In-person schooling will run through Friday, Nov. 20. It won’t resume until at least Jan. 19, after winter break and the Martin Luther King Jr. Day holiday. The change affects 4 1/2 weeks of in-person schooling (nine school days per student).
Also, all athletics activities will be suspended through at least Jan. 15. That begins immediately, and includes practices and workouts. It’s possible those would be resumed before in-person learning, BSD Superintendent Coby Dennis said during the board meeting. At least a couple of coaches have contracted COVID-19, he said.
The district’s decision comes as Idaho and the Boise area are being hammered by new cases of COVID-19.
“We’re at a critical place right now, where operationally we can’t make this work anymore,” Dennis said.
The problem, the district said, is that 1,580 staff and students are in quarantine with illnesses or exposure to COVID-19 cases — a number that is growing quickly. That’s leading to teacher shortages, including substitutes, and bus driver shortages. Five or six special-education classrooms are completely shut down, the district said.
This move isn’t a safety issue, Dennis said. Rather, the problem is that the virus is spreading so thoroughly in the community that staffing has become a major limiting factor, he said.
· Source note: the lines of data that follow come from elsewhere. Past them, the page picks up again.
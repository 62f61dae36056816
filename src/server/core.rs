use log::{error, info, warn};
use std::sync::Arc;
use tokio::io::{AsyncWriteExt, BufReader};
use tokio::net::{TcpListener, TcpStream};

use crate::auth::CredentialStore;
use crate::client::handle_client;
use crate::config::{ServeMode, ShellConfig};
use crate::error::ShellError;
use crate::server::SessionRouter;

pub struct Server {
    router: Arc<SessionRouter>,
    config: Arc<ShellConfig>,
}

impl Server {
    pub fn new(config: ShellConfig, credentials: Box<dyn CredentialStore>) -> Result<Self, ShellError> {
        let router = SessionRouter::new(&config, credentials)?;

        Ok(Self {
            router: Arc::new(router),
            config: Arc::new(config),
        })
    }

    /// Serves sessions until the console session ends or the listener fails.
    pub async fn start(&self) -> Result<(), ShellError> {
        match self.config.mode {
            ServeMode::Console => self.serve_console().await,
            ServeMode::Tcp => self.serve_tcp().await,
        }
    }

    async fn serve_console(&self) -> Result<(), ShellError> {
        info!("Serving a console session");

        let reader = BufReader::new(tokio::io::stdin());
        let writer = tokio::io::stdout();
        handle_client(
            reader,
            writer,
            &self.router,
            "console",
            self.config.max_command_length,
        )
        .await?;
        Ok(())
    }

    async fn serve_tcp(&self) -> Result<(), ShellError> {
        let socket = self.config.control_socket();
        let listener = TcpListener::bind(&socket).await?;
        info!(
            "Listening on {} (max {} sessions)",
            socket, self.config.max_sessions
        );

        loop {
            match listener.accept().await {
                Ok((stream, addr)) => {
                    let router = Arc::clone(&self.router);
                    let config = Arc::clone(&self.config);

                    // Spawn a task for each connection so accept loop doesn't block
                    tokio::spawn(async move {
                        if let Err(e) = handle_connection(stream, &addr.to_string(), &router, &config).await {
                            warn!("Failed to handle connection {}: {}", addr, e);
                        }
                    });
                }
                Err(e) => {
                    error!("Error accepting connection: {}", e);
                }
            }
        }
    }
}

/// Runs one TCP connection as a shell session.
async fn handle_connection(
    stream: TcpStream,
    peer: &str,
    router: &SessionRouter,
    config: &ShellConfig,
) -> std::io::Result<()> {
    info!("Connection from {}", peer);

    let (read_half, mut write_half) = stream.into_split();
    let result = handle_client(
        BufReader::new(read_half),
        &mut write_half,
        router,
        peer,
        config.max_command_length,
    )
    .await;

    let _ = write_half.shutdown().await;
    info!("Connection {} closed", peer);
    result
}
Just this week, 13 school nurses in Boise sent a letter to trustees urging the shift back to online learning as early as next week, according to an IdahoEdNews story.
“Ada County as well as the entire state of Idaho is experiencing a public health crisis,” the nurses said. “Our belief as Boise School District nurses is that by schools remaining in-person, we are adding to this crisis rather than helping it.”
The Boise School District has held in-person school two days a week per student, with them rotating on Tuesday-Thursday and Wednesday-Friday schedules. Mondays are virtual for all students.
Next week, Boise will continue its hybrid plan, but families who feel unsafe may keep their students home, Deputy Superintendent Lisa Roberts said. Teachers will also have the option to teach from school or from home, IdahoEdNews reported.